HOWARD HESSEMAN: (As Dr. Johnny Fever) All right, Cincinnati. It is time for this town to get down.

(APPLAUSE)

HESSEMAN: (As Dr. Johnny Fever) Yeah. You got Johnny, Dr. Johnny Fever. And I am burning up in here. Woo (ph).

DAVIES: Hesseman was also known for playing the teacher Charlie Moore on the sitcom "Head Of The Class," which aired from 1986 to '91, and for other roles including a brief appearance in the rock 'n' roll mockumentary "This Is Spinal Tap." He played the manager of a rival band who politely blows off the members of Spinal Tap after they try to chat him up in a hotel lobby.

(SOUNDBITE OF FILM, "THIS IS SPINAL TAP")

MICHAEL MCKEAN: (As David St. Hubbins) Where are you playing in town? Are you playing here?

HESSEMAN: (As Terry Ladd) We're doing the EnormoDome, whatever it is. It's terrific. It's a good house. We sold it out.

MCKEAN: (As David St. Hubbins) Oh, yeah, big place outside of town.

HESSEMAN: (As Terry Ladd) Very nice.

MCKEAN: (As David St. Hubbins) That's a big place. You sold it out?

CHRISTOPHER GUEST: (As Nigel Tufnel) What's that - 20,000 seats?

UNIDENTIFIED ACTOR #1: (As character) We really should run, you know?

TONY HENDRA: (As Ian Faith) Good heavens. How are you, laddie? Great to see you, Ter - terrific to see you.

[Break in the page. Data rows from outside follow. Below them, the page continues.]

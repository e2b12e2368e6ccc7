//! Settings for rclctl itself.
//!
//! Loads from /etc/rcl/rclctl.toml (or an explicit path) and falls back to
//! built-in defaults. Netblocks, endpoints and the configuration schema are
//! not settings; they ship with the tool.

use crate::error::{RclError, Result};
use serde::{Deserialize, Serialize};
use std::fs;
use std::path::{Path, PathBuf};
use std::time::Duration;
use tracing::{debug, info};

/// Settings file path
pub const SETTINGS_PATH: &str = "/etc/rcl/rclctl.toml";

#[derive(Debug, Clone, Serialize, Deserialize)]
pub struct Settings {
    /// Persisted container configuration consumed by the sibling tool
    #[serde(default = "default_config_file")]
    pub config_file: PathBuf,

    /// Where run logs are written
    #[serde(default = "default_log_dir")]
    pub log_dir: PathBuf,

    /// Where previous configuration files are kept
    #[serde(default = "default_backup_dir")]
    pub backup_dir: PathBuf,

    #[serde(default = "default_runtime_bin")]
    pub runtime_bin: PathBuf,

    #[serde(default = "default_network_manager_bin")]
    pub network_manager_bin: PathBuf,

    /// Entry point of the sibling install/run tool
    #[serde(default = "default_sibling_tool")]
    pub sibling_tool: PathBuf,

    /// The only identity allowed to run the bring-up
    #[serde(default = "default_operator_user")]
    pub operator_user: String,

    /// Substring identifying our image and container instances
    #[serde(default = "default_image_match")]
    pub image_match: String,

    /// TCP port probed on every endpoint
    #[serde(default = "default_probe_port")]
    pub probe_port: u16,

    #[serde(default = "default_probe_timeout")]
    pub probe_timeout_secs: u64,
}

fn default_config_file() -> PathBuf {
    PathBuf::from("rclmgr.yml")
}

fn default_log_dir() -> PathBuf {
    PathBuf::from("./logs")
}

fn default_backup_dir() -> PathBuf {
    PathBuf::from("./logs")
}

fn default_runtime_bin() -> PathBuf {
    PathBuf::from("/bin/podman")
}

fn default_network_manager_bin() -> PathBuf {
    PathBuf::from("/bin/nmcli")
}

fn default_sibling_tool() -> PathBuf {
    PathBuf::from("./rclmgr")
}

fn default_operator_user() -> String {
    "rcladmin".to_string()
}

fn default_image_match() -> String {
    "rcl-official".to_string()
}

fn default_probe_port() -> u16 {
    22
}

fn default_probe_timeout() -> u64 {
    3
}

impl Default for Settings {
    fn default() -> Self {
        Self {
            config_file: default_config_file(),
            log_dir: default_log_dir(),
            backup_dir: default_backup_dir(),
            runtime_bin: default_runtime_bin(),
            network_manager_bin: default_network_manager_bin(),
            sibling_tool: default_sibling_tool(),
            operator_user: default_operator_user(),
            image_match: default_image_match(),
            probe_port: default_probe_port(),
            probe_timeout_secs: default_probe_timeout(),
        }
    }
}

impl Settings {
    /// Load settings.
    ///
    /// An explicit path must exist. Without one, the system path is used when
    /// present and defaults otherwise.
    pub fn load(explicit: Option<&Path>) -> Result<Self> {
        match explicit {
            Some(path) => Self::load_from(path),
            None => {
                let path = Path::new(SETTINGS_PATH);
                if path.exists() {
                    Self::load_from(path)
                } else {
                    debug!("No settings at {}, using defaults", SETTINGS_PATH);
                    Ok(Self::default())
                }
            }
        }
    }

    fn load_from(path: &Path) -> Result<Self> {
        let content = fs::read_to_string(path)
            .map_err(|e| RclError::Settings(format!("{}: {}", path.display(), e)))?;
        let settings: Settings = toml::from_str(&content)
            .map_err(|e| RclError::Settings(format!("{}: {}", path.display(), e)))?;
        info!("Loaded settings from {}", path.display());
        Ok(settings)
    }

    pub fn probe_timeout(&self) -> Duration {
        Duration::from_secs(self.probe_timeout_secs)
    }
}

#[cfg(test)]
mod tests {
    use super::*;
    use std::io::Write;

    #[test]
    fn test_defaults() {
        let s = Settings::default();
        assert_eq!(s.config_file, PathBuf::from("rclmgr.yml"));
        assert_eq!(s.operator_user, "rcladmin");
        assert_eq!(s.probe_port, 22);
        assert_eq!(s.probe_timeout(), Duration::from_secs(3));
    }

    #[test]
    fn test_partial_file_keeps_defaults() {
        let mut file = tempfile::NamedTempFile::new().unwrap();
        writeln!(file, "probe_port = 2222\nimage_match = \"rcl-test\"").unwrap();

        let s = Settings::load(Some(file.path())).unwrap();
        assert_eq!(s.probe_port, 2222);
        assert_eq!(s.image_match, "rcl-test");
        assert_eq!(s.runtime_bin, PathBuf::from("/bin/podman"));
    }

    #[test]
    fn test_explicit_missing_file_is_error() {
        let err = Settings::load(Some(Path::new("/nonexistent/rclctl.toml"))).unwrap_err();
        assert!(matches!(err, RclError::Settings(_)));
    }
}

HESSEMAN: (As Terry Ladd) Liam - Liam?

HENDRA: (As Ian Faith) Ian. Ian. Yeah.

HESSEMAN: (As Terry Ladd) Listen. We'd love to stand around and chat, but we got to sit down in the lobby and wait for the limo.

HARRY SHEARER: (As Derek Smalls) OK.

UNIDENTIFIED ACTOR #2: (As character) Well, that's great.

SHEARER: (As Derek Smalls) OK. We'll catch up with you on the road.

(CROSSTALK)

PAUL SHORTINO: (As Duke Fame) Great to see you again, Terry.

UNIDENTIFIED ACTOR #1: (As character) Cheers.

UNIDENTIFIED ACTOR #3: (As character) Yeah, best of luck.

UNIDENTIFIED ACTOR #2: (As character) Duke.

(CROSSTALK)

UNIDENTIFIED ACTOR #3: (As character) We'll catch up at my house, maybe.

UNIDENTIFIED ACTOR #2: (As character) Great, great - great to see you.

(CROSSTALK)

UNIDENTIFIED ACTOR #1: (As character) See you.

UNIDENTIFIED ACTOR #3: (As character) Good days, good days.

UNIDENTIFIED ACTOR #1: (As character) See you, Duke.

UNIDENTIFIED ACTOR #2: (As character) See you.

MCKEAN: (As David St. Hubbins) [Expletive] wanker.

(CROSSTALK)

UNIDENTIFIED ACTOR #1: (As character) What a wanker.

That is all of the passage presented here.